BEGIN TASK MATERIAL

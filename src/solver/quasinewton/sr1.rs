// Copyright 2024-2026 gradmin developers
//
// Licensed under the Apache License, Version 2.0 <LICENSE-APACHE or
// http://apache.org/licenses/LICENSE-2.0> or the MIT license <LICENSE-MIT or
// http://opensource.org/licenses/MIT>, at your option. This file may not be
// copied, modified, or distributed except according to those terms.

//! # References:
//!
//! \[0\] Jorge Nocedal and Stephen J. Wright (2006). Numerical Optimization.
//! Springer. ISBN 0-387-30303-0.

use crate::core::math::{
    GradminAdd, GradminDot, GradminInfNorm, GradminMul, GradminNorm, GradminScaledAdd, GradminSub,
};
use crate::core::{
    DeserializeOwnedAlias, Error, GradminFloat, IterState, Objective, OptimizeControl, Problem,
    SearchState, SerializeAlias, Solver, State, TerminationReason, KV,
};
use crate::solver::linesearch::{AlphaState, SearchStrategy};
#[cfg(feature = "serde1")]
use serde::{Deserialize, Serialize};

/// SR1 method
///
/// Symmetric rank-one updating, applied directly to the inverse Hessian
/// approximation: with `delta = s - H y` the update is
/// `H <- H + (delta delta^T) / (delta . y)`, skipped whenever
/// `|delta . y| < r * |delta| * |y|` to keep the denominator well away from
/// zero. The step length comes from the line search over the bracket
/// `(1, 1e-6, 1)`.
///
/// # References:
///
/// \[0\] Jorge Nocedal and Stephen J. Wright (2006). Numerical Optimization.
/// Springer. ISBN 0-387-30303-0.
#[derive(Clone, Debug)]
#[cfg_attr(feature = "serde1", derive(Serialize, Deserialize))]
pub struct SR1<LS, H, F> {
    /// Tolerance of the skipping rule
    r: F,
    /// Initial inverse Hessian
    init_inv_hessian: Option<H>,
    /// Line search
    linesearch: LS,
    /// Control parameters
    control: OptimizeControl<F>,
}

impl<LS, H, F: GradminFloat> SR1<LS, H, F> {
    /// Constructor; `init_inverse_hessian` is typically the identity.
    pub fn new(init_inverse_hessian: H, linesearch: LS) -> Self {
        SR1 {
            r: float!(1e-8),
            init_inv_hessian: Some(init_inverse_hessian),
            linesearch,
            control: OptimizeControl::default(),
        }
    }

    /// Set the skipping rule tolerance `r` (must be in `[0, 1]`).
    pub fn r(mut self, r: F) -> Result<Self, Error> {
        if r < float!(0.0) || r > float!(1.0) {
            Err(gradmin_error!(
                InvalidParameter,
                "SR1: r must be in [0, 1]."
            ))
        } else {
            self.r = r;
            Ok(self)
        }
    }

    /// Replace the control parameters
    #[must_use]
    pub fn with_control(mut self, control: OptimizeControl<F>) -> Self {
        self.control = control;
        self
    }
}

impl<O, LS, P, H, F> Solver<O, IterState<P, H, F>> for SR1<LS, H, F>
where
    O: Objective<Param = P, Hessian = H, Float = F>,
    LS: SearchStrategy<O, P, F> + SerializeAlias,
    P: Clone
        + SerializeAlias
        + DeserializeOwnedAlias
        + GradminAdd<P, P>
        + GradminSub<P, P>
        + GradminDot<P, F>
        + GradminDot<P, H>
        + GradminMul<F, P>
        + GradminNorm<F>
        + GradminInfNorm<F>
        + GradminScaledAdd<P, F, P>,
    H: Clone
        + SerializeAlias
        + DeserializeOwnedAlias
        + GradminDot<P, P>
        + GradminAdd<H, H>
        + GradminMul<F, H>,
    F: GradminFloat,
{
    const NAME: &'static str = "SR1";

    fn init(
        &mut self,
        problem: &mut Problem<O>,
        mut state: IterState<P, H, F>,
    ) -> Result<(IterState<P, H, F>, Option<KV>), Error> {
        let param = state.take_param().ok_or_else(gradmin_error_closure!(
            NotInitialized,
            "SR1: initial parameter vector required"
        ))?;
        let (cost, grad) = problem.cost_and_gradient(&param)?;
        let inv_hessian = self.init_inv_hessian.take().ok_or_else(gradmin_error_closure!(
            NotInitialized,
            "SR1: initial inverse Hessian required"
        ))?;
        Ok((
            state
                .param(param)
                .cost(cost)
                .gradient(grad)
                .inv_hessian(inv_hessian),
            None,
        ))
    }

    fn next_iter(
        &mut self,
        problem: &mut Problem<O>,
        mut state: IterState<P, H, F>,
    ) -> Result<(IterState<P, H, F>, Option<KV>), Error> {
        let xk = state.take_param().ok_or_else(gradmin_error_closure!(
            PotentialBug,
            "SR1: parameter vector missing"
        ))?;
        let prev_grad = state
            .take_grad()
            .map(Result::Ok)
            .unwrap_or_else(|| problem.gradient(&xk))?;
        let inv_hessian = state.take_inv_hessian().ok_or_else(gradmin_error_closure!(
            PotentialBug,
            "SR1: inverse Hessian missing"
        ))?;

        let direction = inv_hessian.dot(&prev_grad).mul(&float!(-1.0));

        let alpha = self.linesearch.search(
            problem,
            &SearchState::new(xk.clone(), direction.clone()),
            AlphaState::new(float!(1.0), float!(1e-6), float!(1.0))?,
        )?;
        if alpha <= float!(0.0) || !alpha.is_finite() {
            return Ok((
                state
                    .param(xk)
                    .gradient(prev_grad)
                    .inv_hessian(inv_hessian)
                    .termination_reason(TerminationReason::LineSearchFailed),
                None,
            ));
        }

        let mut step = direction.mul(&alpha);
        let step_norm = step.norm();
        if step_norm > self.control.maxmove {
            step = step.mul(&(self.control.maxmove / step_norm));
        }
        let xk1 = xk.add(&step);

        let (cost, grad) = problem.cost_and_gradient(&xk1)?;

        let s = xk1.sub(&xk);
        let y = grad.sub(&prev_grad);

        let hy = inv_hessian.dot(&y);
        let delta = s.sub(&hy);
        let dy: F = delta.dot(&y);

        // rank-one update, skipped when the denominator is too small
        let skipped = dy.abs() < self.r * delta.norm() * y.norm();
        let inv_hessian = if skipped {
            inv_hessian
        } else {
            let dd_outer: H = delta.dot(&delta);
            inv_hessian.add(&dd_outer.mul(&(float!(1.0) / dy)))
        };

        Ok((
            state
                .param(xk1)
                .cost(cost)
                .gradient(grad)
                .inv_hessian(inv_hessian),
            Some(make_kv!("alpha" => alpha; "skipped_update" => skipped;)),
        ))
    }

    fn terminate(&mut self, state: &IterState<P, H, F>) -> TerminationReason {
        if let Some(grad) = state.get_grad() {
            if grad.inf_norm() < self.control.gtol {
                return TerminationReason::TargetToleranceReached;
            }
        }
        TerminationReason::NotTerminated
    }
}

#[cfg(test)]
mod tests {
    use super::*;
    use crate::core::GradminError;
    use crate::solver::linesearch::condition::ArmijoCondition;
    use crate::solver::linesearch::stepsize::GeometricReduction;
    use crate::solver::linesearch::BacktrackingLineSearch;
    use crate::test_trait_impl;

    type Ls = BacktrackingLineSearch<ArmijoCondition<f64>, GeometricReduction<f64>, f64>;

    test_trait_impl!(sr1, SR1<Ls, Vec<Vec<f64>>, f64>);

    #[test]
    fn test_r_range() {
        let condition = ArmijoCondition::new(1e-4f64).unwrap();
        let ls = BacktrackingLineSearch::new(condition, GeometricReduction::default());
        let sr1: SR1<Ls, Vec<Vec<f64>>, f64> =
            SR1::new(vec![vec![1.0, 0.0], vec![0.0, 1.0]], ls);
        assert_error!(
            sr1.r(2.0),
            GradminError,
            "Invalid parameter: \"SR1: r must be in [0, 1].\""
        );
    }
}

END TASK MATERIAL

WHAT IS NEEDED | The expected answer is a copy of each line in the records that holds the word "GradminScaledAdd".

ANSWER FOR THE TASK |
    GradminAdd, GradminDot, GradminInfNorm, GradminMul, GradminNorm, GradminScaledAdd, GradminSub,
        + GradminScaledAdd<P, F, P>,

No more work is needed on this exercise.